El Etna entró en la noche del jueves al viernes, 7 de agosto de 2026, en una nueva fase de erupción intensa. Desde el cráter Voragine, uno de los cráteres cumbre del volcán siciliano, se elevó una fontana di lava una fuente de lava acompañada de una densa nube de ceniza. La nube se desplazó hacia el sureste y llevó a las autoridades a cerrar el aeropuerto de Catania primero durante algunas horas y después hasta la noche, al tráfico de aproximación. Para los viajeros que se dirigían en ese momento a Sicilia o tenían previsto salir de la isla, esto supuso una de las interrupciones operativas más perceptibles relacionadas con el Etna del verano de 2026.
La fase eruptiva en el cráter Voragine
Según la actualización del Osservatorio Etneo del INGV el repentino aumento del tremor volcánico en el cráter Voragine comenzó ya el jueves por la noche, en torno a las 21:00 horas. Entre las 23:30 y las 4:00 del viernes, la amplitud alcanzó su punto máximo con una intensa fuente de lava documentada por las cámaras de vigilancia del INGV. El origen del tremor se situó a una altitud de aproximadamente 2.900 a 3.000 metros, directamente en el cráter Voragine. Junto a la fuente de lava, se abrieron nuevas bocche eruptivas en el Valle del Leone y en el Valle del Bove, los dos grandes valles del flanco oriental del volcán.
Se registró caída de ceniza en varios municipios del flanco sur y este del Etna, entre ellos Adrano, Ragalna, Piano Vetore y Nicolosi. La colada de lava procedente del Voragine se derramó hacia el cráter Noreste contiguo y sigue siendo alimentada, aunque con una intensidadclaramente decreciente. Por la tarde, el tremor se había estabilizado y mostraba una tendencia ligeramente a la baja, mientras que en el trasfondo continuaba observándose actividad estromboliana en los cráteres cumbre.
Cierre del aeropuerto de Catania
La nube de ceniza en ascenso provocó el viernes por la mañana la elevación del Volcano Observatory Notice for Aviation (VONA) al nivel de alerta máximo, el rojo. El aeropuerto de Catania Vincenzo Bellini suspendió entonces las llegadas, primero hasta las 12:00, después hasta las 16:00 y finalmente hasta las 21:00 del mismo día. En total, tres vuelos de aproximación fueron desviados a Palermo y Roma, mientras que las salidas de los aviones que ya se encontraban en el aeropuerto se gestionaron con normalidad.

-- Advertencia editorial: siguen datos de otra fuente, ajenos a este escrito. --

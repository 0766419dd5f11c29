//! Tagged value codec.
//!
//! Every stored value is a `(flags, payload)` pair written as two
//! little-endian flag bytes followed by the payload, with no length prefix.
//!
//! - `flags == 0xFA52`: raw buffer, payload returned untouched
//! - otherwise the low byte is a [`KindTag`] and bit `0x0100` marks a
//!   tagged primitive

mod kind;
mod object;
mod value;

use bytes::{Buf, BufMut, Bytes, BytesMut};
use thiserror::Error;

pub use kind::KindTag;
pub use object::{JsonObjectCodec, ObjectCodec};
pub use value::{
    DateTimeKind, MAX_TICKS, TICKS_PER_SECOND, Timestamp, UNIX_EPOCH_TICKS, Value, ticks_to_utc,
    utc_to_ticks,
};

/// Sentinel flags for caller-supplied raw buffers.
pub const RAW_DATA_FLAG: u16 = 0xFA52;

/// Bit set on every primitive-tagged value.
pub const TYPED_FLAG: u16 = 0x0100;

/// Size of the flags header on the wire.
pub const FLAGS_LEN: usize = 2;

/// Codec error.
#[derive(Debug, Clone, PartialEq, Eq, Error)]
pub enum CodecError {
    #[error("Unknown kind tag: {0}")]
    UnknownKindTag(u8),
    #[error("Truncated {context}: expected {expected} bytes, got {actual}")]
    Truncated {
        context: &'static str,
        expected: usize,
        actual: usize,
    },
    #[error("Expected {expected} value, found {found}")]
    Mismatch {
        expected: &'static str,
        found: &'static str,
    },
    #[error("Tick count {0} is outside the storable range")]
    TicksOutOfRange(i64),
    #[error("Object codec '{codec_id}' failed: {detail}")]
    Object { codec_id: String, detail: String },
}

/// On-wire representation of one stored value.
#[derive(Debug, Clone, PartialEq, Eq)]
pub struct TaggedValue {
    pub flags: u16,
    pub payload: Bytes,
}

impl TaggedValue {
    /// Create a tagged value.
    #[must_use]
    pub const fn new(flags: u16, payload: Bytes) -> Self {
        Self { flags, payload }
    }

    /// Whether this value is a raw pass-through buffer.
    #[must_use]
    pub const fn is_raw(&self) -> bool {
        self.flags == RAW_DATA_FLAG
    }

    /// Serialize as flags followed by payload.
    #[must_use]
    pub fn to_wire(&self) -> Bytes {
        let mut out = BytesMut::with_capacity(FLAGS_LEN + self.payload.len());
        out.put_u16_le(self.flags);
        out.put_slice(&self.payload);
        out.freeze()
    }

    /// Split a stored byte string into flags and payload.
    ///
    /// The payload shares `stored`'s buffer.
    ///
    /// # Errors
    /// Returns error if fewer than two bytes are stored.
    pub fn from_wire(stored: Bytes) -> Result<Self, CodecError> {
        if stored.len() < FLAGS_LEN {
            return Err(CodecError::Truncated {
                context: "flags",
                expected: FLAGS_LEN,
                actual: stored.len(),
            });
        }
        let flags = (&stored[..FLAGS_LEN]).get_u16_le();
        Ok(Self {
            flags,
            payload: stored.slice(FLAGS_LEN..),
        })
    }
}

/// Encode a value.
///
/// Deterministic; raw buffers are passed through without copying.
#[must_use]
pub fn encode(value: &Value) -> TaggedValue {
    let (kind, payload) = match value {
        Value::Raw(bytes) => return TaggedValue::new(RAW_DATA_FLAG, bytes.clone()),
        Value::Null => (KindTag::DbNull, Bytes::new()),
        Value::Object(bytes) => (KindTag::Object, bytes.clone()),
        Value::String(s) => (KindTag::String, Bytes::copy_from_slice(s.as_bytes())),
        Value::Boolean(b) => (
            KindTag::Boolean,
            Bytes::from_static(if *b { &[1] } else { &[0] }),
        ),
        Value::Char(c) => (KindTag::Char, fixed(|buf| buf.put_u16_le(*c))),
        Value::Int16(v) => (KindTag::Int16, fixed(|buf| buf.put_i16_le(*v))),
        Value::Int32(v) => (KindTag::Int32, fixed(|buf| buf.put_i32_le(*v))),
        Value::Int64(v) => (KindTag::Int64, fixed(|buf| buf.put_i64_le(*v))),
        Value::UInt16(v) => (KindTag::UInt16, fixed(|buf| buf.put_u16_le(*v))),
        Value::UInt32(v) => (KindTag::UInt32, fixed(|buf| buf.put_u32_le(*v))),
        Value::UInt64(v) => (KindTag::UInt64, fixed(|buf| buf.put_u64_le(*v))),
        Value::DateTime(ts) => (KindTag::DateTime, fixed(|buf| buf.put_i64_le(ts.to_binary()))),
        Value::Double(v) => (KindTag::Double, fixed(|buf| buf.put_f64_le(*v))),
        Value::Single(v) => (KindTag::Single, fixed(|buf| buf.put_f32_le(*v))),
    };

    TaggedValue::new(TYPED_FLAG | u16::from(u8::from(kind)), payload)
}

fn fixed(write: impl FnOnce(&mut BytesMut)) -> Bytes {
    let mut buf = BytesMut::with_capacity(8);
    write(&mut buf);
    buf.freeze()
}

/// Decode a tagged value.
///
/// # Errors
/// Returns error on an unknown kind tag or a payload shorter than the
/// kind's fixed width.
pub fn decode(item: &TaggedValue) -> Result<Value, CodecError> {
    if item.is_raw() {
        return Ok(Value::Raw(item.payload.clone()));
    }

    let kind = KindTag::try_from((item.flags & 0x00FF) as u8)?;
    let data = &item.payload;

    if let Some(width) = kind.fixed_width() {
        if data.len() < width {
            return Err(CodecError::Truncated {
                context: "payload",
                expected: width,
                actual: data.len(),
            });
        }
    }
    let mut buf = &data[..];

    Ok(match kind {
        // Values written by a bare increment carry no flags and are
        // strings; an empty one is the historical null.
        KindTag::Empty if data.is_empty() => Value::Null,
        KindTag::Empty | KindTag::String => Value::String(String::from_utf8_lossy(data).into_owned()),
        KindTag::DbNull => Value::Null,
        KindTag::Object => Value::Object(data.clone()),
        KindTag::Boolean => Value::Boolean(buf.get_u8() != 0),
        KindTag::Char => Value::Char(buf.get_u16_le()),
        KindTag::Int16 => Value::Int16(buf.get_i16_le()),
        KindTag::Int32 => Value::Int32(buf.get_i32_le()),
        KindTag::Int64 => Value::Int64(buf.get_i64_le()),
        KindTag::UInt16 => Value::UInt16(buf.get_u16_le()),
        KindTag::UInt32 => Value::UInt32(buf.get_u32_le()),
        KindTag::UInt64 => Value::UInt64(buf.get_u64_le()),
        KindTag::DateTime => Value::DateTime(Timestamp::from_binary(buf.get_i64_le())),
        KindTag::Double => Value::Double(buf.get_f64_le()),
        KindTag::Single => Value::Single(buf.get_f32_le()),
    })
}

/// Encode a value straight to its stored byte string.
#[must_use]
pub fn encode_to_wire(value: &Value) -> Bytes {
    encode(value).to_wire()
}

/// Decode a stored byte string.
///
/// # Errors
/// See [`TaggedValue::from_wire`] and [`decode`].
pub fn decode_wire(stored: Bytes) -> Result<Value, CodecError> {
    decode(&TaggedValue::from_wire(stored)?)
}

Según lo documentado por Sky TG24 en su boletín en directo, la administración aeroportuaria SAC habilitó un tren especial desde Palermo Aeroporto hasta Palermo Centrale, con conexión posterior hasta Catania vía Messina y alrededor de 500 plazas. A partir de las 21:00, el aeropuerto volvió a estar operativo para todos los movimientos de vuelo una vez que la nube de ceniza se alejó del área de aproximación y las condiciones de visibilidad permitieron de nuevo el uso seguro de la pista.
Lo que deben tener en cuenta los viajeros
En los próximos días conviene seguir de cerca la situación, pese a que la erupción va remitiendo. El Etna registra, en su fase actual, varias de estas episodios eruptivos al año, con una frecuencia que lo convierte en el volcán más activo de Europa. La dispersión de ceniza depende en gran medida de la dirección del viento, y los vuelos hacia el este de Sicilia pueden verse restringidos a corto plazo incluso con menor actividad. Los viajeros que tengan previsto volar a Catania en los próximos días deberían consultar el estado de su vuelo directamente con la compañía aérea correspondiente y contemplar la posibilidad de una desviación a Palermo, desde donde el trayecto en tren o en coche dura aproximadamente tres horas.
Quienes deseen visitar el Etna in situ encontrarán los ascensos a la cumbre en las proximidades de los cráteres activos restringidos hasta nuevo aviso. Las visitas clásicas a las zonas bajas del volcán, como los cráteres Silvestri o losviñedos del Etna en los flancos sur y este, siguen siendo accesibles.